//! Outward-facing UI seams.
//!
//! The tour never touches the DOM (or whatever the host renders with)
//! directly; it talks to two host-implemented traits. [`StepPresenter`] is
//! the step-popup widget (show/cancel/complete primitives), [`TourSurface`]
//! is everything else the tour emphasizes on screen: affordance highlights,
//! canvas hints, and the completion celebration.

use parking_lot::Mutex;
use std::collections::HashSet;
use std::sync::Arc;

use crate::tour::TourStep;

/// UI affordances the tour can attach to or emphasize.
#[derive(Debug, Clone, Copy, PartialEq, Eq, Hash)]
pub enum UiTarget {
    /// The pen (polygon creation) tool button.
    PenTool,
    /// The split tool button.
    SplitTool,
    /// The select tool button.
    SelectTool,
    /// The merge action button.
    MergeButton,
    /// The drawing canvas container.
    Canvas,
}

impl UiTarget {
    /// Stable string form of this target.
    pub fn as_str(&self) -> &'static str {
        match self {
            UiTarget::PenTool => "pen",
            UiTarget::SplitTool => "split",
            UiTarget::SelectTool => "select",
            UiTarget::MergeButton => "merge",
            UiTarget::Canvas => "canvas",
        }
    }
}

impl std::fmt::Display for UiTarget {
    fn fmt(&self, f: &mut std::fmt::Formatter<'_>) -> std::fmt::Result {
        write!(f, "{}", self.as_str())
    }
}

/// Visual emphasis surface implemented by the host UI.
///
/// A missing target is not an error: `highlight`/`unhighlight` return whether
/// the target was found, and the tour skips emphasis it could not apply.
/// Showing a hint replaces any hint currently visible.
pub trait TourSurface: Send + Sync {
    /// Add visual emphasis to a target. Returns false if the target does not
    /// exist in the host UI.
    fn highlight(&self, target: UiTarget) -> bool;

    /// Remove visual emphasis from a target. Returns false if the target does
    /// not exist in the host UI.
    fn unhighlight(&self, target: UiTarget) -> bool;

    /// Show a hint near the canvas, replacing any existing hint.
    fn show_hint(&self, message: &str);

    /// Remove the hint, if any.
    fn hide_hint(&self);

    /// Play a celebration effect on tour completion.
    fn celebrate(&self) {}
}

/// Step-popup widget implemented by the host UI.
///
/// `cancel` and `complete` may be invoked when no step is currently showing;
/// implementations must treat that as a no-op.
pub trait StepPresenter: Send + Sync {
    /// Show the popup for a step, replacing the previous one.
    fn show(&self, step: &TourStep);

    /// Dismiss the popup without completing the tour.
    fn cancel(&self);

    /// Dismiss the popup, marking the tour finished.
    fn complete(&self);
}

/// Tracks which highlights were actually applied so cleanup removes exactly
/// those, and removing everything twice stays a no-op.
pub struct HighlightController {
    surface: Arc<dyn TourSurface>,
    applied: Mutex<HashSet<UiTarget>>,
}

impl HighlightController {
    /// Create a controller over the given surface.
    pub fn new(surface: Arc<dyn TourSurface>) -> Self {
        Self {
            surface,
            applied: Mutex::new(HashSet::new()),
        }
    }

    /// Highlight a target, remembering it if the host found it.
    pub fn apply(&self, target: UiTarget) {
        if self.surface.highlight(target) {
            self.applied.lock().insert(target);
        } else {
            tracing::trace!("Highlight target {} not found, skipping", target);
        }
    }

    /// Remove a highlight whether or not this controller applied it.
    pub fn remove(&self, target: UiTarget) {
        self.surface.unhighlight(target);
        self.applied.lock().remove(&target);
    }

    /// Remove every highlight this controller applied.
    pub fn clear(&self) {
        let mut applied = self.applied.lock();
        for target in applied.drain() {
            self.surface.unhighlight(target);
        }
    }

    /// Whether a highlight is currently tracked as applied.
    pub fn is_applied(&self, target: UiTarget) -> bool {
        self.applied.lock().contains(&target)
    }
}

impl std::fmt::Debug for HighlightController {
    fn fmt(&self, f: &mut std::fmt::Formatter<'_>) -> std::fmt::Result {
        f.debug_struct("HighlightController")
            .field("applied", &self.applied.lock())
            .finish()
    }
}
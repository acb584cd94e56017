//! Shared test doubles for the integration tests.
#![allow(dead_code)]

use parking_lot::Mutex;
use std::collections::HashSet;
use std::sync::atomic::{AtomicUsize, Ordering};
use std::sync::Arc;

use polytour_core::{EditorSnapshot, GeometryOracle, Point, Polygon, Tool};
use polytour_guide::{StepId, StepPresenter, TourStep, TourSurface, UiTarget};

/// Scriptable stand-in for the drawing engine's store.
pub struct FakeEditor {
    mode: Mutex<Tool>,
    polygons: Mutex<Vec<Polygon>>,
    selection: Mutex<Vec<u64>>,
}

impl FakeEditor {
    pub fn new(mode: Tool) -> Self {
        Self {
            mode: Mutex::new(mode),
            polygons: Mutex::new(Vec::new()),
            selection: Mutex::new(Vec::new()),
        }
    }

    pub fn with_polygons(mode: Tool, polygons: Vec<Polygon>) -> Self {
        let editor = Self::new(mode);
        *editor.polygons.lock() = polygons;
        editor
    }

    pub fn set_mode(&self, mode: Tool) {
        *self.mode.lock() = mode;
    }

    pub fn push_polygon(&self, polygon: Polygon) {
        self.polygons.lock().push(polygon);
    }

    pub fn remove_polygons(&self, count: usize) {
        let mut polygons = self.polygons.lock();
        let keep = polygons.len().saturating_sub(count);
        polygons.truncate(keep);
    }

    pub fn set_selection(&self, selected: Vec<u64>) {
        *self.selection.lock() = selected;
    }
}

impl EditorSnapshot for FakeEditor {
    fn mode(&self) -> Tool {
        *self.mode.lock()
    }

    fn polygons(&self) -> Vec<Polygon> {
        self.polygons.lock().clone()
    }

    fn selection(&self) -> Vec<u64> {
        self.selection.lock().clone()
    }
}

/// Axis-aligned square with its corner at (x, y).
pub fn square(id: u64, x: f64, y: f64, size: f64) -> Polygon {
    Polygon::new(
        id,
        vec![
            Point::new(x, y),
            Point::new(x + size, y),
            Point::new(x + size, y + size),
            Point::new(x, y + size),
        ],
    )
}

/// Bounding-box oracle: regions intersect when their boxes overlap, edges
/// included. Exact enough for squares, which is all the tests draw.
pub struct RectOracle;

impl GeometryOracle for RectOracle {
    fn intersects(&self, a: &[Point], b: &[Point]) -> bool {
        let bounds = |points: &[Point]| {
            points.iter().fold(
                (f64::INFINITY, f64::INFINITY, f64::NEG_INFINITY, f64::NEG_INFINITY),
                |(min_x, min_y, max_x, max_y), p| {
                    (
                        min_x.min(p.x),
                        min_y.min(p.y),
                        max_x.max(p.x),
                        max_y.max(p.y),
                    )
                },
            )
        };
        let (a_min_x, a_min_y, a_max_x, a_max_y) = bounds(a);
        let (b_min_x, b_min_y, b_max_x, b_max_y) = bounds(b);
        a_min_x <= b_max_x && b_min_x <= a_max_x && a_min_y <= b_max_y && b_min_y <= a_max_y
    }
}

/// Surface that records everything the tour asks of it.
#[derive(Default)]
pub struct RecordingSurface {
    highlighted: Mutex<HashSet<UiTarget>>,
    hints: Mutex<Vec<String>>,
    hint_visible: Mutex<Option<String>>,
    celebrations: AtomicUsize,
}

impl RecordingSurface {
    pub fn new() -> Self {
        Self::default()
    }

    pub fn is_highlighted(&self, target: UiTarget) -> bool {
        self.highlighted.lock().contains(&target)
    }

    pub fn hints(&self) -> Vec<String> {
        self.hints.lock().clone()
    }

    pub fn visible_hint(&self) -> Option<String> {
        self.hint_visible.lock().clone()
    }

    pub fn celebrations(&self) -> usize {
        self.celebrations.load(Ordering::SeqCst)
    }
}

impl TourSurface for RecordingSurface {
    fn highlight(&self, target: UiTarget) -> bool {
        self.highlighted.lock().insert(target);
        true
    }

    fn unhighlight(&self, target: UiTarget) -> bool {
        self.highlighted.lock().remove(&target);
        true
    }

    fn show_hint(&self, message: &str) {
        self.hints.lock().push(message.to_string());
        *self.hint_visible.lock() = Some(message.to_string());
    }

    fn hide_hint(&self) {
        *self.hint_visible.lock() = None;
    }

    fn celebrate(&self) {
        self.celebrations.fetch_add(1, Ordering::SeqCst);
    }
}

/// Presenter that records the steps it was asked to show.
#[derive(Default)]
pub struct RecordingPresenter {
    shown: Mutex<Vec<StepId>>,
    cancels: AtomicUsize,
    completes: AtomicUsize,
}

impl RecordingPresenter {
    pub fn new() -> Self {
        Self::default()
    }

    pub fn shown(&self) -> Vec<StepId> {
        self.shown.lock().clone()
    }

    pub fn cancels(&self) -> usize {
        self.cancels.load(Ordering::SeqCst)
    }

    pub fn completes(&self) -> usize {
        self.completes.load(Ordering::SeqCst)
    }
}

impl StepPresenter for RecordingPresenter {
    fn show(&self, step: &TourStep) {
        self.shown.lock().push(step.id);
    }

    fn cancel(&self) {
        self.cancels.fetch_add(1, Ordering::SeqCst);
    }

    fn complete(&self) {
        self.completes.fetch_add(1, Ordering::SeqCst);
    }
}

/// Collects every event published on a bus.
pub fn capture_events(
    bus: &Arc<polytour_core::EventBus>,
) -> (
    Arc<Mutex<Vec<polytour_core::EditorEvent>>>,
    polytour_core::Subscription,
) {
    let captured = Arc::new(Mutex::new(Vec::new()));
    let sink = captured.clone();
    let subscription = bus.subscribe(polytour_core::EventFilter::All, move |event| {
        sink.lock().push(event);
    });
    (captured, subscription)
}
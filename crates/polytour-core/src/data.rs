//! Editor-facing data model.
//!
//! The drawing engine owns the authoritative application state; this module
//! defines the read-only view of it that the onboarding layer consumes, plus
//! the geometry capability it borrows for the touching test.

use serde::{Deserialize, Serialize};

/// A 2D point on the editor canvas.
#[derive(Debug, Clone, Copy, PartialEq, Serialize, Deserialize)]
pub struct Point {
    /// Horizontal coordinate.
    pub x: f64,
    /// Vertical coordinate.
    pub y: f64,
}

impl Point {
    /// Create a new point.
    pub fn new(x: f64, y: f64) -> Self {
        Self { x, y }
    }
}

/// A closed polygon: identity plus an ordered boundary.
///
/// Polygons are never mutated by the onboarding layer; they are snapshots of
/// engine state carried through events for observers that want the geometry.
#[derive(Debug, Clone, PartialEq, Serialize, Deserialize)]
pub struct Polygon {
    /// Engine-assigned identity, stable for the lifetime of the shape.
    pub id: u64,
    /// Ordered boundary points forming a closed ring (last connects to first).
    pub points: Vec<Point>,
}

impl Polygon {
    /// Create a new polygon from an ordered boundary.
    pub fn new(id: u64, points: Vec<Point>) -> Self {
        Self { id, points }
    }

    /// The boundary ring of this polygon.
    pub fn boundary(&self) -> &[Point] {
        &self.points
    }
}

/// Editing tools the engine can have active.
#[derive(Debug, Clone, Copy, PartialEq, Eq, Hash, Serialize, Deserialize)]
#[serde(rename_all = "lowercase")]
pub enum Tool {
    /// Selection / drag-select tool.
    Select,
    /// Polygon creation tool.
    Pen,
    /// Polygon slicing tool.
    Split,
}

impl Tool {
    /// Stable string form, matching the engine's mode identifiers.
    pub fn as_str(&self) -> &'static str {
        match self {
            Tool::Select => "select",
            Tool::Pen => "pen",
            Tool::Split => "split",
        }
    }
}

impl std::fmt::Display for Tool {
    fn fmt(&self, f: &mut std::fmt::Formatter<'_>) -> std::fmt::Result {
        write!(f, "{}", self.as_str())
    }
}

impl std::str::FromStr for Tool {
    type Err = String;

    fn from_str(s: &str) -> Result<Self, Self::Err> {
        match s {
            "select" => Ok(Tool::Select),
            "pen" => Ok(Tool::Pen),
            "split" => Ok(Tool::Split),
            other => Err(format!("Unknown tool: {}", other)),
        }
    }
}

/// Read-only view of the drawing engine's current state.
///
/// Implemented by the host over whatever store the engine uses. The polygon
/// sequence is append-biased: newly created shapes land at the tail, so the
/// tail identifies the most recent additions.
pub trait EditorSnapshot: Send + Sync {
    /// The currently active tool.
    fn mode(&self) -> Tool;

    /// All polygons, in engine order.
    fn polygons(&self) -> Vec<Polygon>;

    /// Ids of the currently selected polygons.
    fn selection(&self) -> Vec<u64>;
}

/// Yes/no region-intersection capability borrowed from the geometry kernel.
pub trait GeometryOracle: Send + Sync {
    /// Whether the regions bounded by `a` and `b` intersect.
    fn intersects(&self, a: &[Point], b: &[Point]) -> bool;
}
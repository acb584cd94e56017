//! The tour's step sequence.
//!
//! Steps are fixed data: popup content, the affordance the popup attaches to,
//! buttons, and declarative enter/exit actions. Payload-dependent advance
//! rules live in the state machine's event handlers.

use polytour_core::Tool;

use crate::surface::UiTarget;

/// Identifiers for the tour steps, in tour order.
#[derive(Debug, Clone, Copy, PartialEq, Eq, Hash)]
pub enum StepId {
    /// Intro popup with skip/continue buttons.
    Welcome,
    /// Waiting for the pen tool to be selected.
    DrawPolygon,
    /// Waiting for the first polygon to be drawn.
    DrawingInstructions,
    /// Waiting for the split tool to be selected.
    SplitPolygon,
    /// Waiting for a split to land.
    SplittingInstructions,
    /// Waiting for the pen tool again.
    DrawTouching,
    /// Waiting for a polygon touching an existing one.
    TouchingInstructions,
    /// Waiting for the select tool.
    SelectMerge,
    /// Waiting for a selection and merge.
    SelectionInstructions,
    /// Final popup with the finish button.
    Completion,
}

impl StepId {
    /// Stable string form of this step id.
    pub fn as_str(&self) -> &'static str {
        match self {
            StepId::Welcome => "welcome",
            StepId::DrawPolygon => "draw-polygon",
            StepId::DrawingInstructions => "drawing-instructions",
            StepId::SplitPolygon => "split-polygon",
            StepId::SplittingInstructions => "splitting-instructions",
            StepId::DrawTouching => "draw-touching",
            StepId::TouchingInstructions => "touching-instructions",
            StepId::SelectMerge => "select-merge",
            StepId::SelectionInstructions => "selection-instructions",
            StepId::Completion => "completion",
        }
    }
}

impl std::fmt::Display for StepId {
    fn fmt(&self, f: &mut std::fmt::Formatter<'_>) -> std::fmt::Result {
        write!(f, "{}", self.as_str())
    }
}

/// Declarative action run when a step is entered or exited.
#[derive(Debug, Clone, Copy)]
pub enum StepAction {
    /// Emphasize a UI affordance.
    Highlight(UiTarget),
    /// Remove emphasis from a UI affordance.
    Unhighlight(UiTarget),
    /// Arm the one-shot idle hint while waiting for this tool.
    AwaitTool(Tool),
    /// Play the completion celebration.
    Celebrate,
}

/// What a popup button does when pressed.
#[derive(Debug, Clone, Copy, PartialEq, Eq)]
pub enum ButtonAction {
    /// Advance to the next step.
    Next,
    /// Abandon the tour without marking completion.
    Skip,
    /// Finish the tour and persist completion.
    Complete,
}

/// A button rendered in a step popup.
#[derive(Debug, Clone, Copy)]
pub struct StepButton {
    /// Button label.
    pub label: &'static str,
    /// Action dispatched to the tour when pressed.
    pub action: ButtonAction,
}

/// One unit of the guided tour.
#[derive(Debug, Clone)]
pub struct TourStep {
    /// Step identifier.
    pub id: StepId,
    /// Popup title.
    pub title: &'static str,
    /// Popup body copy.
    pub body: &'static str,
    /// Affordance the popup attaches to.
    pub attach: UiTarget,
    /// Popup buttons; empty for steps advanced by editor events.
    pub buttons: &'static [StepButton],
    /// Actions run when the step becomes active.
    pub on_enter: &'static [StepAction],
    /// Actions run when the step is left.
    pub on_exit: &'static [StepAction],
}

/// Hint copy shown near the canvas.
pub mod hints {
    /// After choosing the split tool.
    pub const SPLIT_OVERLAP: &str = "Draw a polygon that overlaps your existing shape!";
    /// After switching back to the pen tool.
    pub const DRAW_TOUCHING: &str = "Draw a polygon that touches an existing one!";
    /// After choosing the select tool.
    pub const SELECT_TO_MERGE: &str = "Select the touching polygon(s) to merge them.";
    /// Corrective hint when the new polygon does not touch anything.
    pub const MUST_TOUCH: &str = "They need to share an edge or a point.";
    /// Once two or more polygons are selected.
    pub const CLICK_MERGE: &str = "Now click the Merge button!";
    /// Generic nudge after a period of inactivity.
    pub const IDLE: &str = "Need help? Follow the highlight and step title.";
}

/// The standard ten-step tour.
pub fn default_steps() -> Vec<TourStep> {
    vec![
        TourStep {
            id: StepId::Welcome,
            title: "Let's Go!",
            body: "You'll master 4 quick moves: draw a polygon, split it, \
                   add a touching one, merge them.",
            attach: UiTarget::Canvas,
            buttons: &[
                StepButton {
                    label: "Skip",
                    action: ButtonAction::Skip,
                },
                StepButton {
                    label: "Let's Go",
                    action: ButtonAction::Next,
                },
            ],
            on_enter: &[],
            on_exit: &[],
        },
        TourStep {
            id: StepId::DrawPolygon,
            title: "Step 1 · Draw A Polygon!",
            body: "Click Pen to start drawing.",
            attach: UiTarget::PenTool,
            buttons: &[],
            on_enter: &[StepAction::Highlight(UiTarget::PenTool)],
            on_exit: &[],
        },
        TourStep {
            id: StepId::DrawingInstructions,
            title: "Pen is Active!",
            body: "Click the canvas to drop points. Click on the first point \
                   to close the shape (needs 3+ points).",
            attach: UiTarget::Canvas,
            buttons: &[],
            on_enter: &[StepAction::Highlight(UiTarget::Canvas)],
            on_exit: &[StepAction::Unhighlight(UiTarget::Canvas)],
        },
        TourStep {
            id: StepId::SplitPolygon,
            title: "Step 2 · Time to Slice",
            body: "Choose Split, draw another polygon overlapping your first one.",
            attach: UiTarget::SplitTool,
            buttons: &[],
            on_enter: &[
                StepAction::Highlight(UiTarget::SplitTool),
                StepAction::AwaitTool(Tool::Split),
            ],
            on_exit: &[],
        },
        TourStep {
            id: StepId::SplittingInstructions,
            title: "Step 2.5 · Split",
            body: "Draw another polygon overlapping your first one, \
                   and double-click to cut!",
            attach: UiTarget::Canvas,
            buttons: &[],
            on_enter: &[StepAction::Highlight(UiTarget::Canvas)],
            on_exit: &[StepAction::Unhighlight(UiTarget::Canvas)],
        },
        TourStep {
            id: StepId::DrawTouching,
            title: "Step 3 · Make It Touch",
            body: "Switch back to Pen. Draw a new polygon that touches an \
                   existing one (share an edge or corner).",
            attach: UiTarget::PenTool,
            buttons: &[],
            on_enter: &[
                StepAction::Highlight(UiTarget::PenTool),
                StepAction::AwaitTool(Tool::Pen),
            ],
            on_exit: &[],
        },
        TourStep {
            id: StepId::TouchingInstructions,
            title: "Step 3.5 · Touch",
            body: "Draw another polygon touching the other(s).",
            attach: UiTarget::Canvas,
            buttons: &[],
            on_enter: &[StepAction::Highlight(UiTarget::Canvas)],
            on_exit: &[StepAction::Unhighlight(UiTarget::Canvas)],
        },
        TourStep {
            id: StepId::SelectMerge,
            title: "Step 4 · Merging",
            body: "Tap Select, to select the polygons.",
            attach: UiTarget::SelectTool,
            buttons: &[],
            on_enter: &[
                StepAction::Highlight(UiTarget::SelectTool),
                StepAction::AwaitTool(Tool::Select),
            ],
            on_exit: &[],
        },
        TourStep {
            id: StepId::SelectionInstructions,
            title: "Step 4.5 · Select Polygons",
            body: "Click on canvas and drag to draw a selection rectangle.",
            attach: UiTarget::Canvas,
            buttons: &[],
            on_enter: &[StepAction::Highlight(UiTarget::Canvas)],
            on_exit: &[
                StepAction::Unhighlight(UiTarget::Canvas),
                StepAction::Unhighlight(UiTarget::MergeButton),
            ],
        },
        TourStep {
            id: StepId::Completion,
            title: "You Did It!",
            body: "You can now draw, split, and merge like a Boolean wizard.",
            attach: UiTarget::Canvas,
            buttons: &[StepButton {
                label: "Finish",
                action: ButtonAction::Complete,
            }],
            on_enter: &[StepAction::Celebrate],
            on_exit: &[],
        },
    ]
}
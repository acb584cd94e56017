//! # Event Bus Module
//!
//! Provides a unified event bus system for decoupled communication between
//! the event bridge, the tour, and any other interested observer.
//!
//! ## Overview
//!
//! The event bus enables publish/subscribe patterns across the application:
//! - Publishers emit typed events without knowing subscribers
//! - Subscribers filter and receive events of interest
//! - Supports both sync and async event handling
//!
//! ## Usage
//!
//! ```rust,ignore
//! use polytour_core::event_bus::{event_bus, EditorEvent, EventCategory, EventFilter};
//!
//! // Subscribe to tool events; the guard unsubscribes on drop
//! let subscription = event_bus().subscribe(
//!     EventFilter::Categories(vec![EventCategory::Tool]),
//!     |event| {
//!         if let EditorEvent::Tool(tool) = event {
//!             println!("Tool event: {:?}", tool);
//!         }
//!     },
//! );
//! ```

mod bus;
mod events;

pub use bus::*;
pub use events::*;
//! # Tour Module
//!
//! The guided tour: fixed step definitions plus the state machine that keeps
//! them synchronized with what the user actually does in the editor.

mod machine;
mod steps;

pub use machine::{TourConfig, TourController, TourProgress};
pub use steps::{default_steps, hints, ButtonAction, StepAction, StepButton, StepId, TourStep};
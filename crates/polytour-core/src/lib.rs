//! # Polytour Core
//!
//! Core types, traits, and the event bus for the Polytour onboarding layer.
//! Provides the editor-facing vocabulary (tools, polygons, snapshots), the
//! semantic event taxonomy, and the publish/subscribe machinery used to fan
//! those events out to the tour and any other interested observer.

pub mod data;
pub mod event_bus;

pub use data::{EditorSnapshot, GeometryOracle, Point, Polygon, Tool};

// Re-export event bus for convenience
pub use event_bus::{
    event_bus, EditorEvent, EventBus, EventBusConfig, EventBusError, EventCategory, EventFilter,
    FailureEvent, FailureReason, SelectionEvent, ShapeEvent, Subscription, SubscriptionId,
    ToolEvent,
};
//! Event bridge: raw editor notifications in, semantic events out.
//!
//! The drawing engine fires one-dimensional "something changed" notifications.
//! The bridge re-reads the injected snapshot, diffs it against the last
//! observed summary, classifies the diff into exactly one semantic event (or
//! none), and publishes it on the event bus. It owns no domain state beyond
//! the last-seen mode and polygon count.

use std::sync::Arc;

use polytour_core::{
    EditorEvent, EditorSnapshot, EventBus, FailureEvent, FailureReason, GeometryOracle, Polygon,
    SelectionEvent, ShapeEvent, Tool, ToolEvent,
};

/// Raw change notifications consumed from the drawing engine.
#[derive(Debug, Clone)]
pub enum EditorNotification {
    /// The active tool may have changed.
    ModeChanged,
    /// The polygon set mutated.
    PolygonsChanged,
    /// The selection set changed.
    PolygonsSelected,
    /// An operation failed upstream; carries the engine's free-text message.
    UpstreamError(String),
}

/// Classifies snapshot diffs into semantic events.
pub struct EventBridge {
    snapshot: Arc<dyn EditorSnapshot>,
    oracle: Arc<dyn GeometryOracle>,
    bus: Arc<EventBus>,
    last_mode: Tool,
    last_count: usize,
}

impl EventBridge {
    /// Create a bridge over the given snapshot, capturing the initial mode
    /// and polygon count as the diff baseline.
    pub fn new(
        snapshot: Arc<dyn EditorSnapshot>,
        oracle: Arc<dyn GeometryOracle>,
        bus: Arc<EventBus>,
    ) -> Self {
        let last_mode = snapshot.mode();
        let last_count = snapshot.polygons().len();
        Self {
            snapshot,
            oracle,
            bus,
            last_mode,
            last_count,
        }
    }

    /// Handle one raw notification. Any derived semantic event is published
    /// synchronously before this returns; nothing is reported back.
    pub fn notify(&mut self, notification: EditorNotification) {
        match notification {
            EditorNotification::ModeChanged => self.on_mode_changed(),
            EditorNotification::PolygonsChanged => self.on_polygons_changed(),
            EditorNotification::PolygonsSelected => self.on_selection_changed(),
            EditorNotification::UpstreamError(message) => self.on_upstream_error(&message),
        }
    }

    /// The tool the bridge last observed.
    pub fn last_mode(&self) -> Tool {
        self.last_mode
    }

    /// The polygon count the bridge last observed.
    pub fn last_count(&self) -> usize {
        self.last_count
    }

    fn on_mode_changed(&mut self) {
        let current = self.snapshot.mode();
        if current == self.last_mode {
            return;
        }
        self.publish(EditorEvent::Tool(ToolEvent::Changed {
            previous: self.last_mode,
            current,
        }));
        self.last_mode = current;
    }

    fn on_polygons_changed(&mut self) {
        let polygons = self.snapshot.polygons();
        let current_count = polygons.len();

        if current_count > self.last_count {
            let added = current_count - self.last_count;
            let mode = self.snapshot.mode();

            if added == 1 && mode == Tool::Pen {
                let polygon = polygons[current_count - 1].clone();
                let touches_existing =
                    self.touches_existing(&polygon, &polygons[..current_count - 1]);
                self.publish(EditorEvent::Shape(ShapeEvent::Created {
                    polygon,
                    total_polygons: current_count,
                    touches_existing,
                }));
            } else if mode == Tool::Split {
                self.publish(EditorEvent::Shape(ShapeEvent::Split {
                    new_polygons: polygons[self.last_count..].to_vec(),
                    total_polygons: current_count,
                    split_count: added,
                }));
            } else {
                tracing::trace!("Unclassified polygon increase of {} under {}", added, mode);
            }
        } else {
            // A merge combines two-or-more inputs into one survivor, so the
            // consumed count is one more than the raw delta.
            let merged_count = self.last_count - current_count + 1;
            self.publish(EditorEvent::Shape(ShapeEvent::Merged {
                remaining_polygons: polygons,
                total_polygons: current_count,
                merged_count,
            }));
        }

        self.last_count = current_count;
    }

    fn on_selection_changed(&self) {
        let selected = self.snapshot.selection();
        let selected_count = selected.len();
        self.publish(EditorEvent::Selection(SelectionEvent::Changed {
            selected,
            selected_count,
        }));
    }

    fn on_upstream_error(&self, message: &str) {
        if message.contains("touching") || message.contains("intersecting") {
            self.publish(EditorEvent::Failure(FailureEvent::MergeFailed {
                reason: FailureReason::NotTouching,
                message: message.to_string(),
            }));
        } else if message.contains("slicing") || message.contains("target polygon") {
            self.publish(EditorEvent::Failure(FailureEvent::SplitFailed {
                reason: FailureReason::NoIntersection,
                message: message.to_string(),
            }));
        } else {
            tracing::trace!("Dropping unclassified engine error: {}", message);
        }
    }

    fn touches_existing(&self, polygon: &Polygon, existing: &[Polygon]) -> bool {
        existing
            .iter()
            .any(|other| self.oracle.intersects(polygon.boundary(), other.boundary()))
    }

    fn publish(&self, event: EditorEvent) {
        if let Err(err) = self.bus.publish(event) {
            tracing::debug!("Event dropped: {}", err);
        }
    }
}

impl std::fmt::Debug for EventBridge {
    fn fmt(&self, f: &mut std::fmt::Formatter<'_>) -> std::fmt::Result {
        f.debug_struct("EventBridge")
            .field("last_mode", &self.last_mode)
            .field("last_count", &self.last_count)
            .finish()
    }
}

# # # # #

## GOAL OF THE EXERCISE
Would you please work out how many lines of the data hold "celebrations"? Reply with the number alone.

## TASK ANSWER
4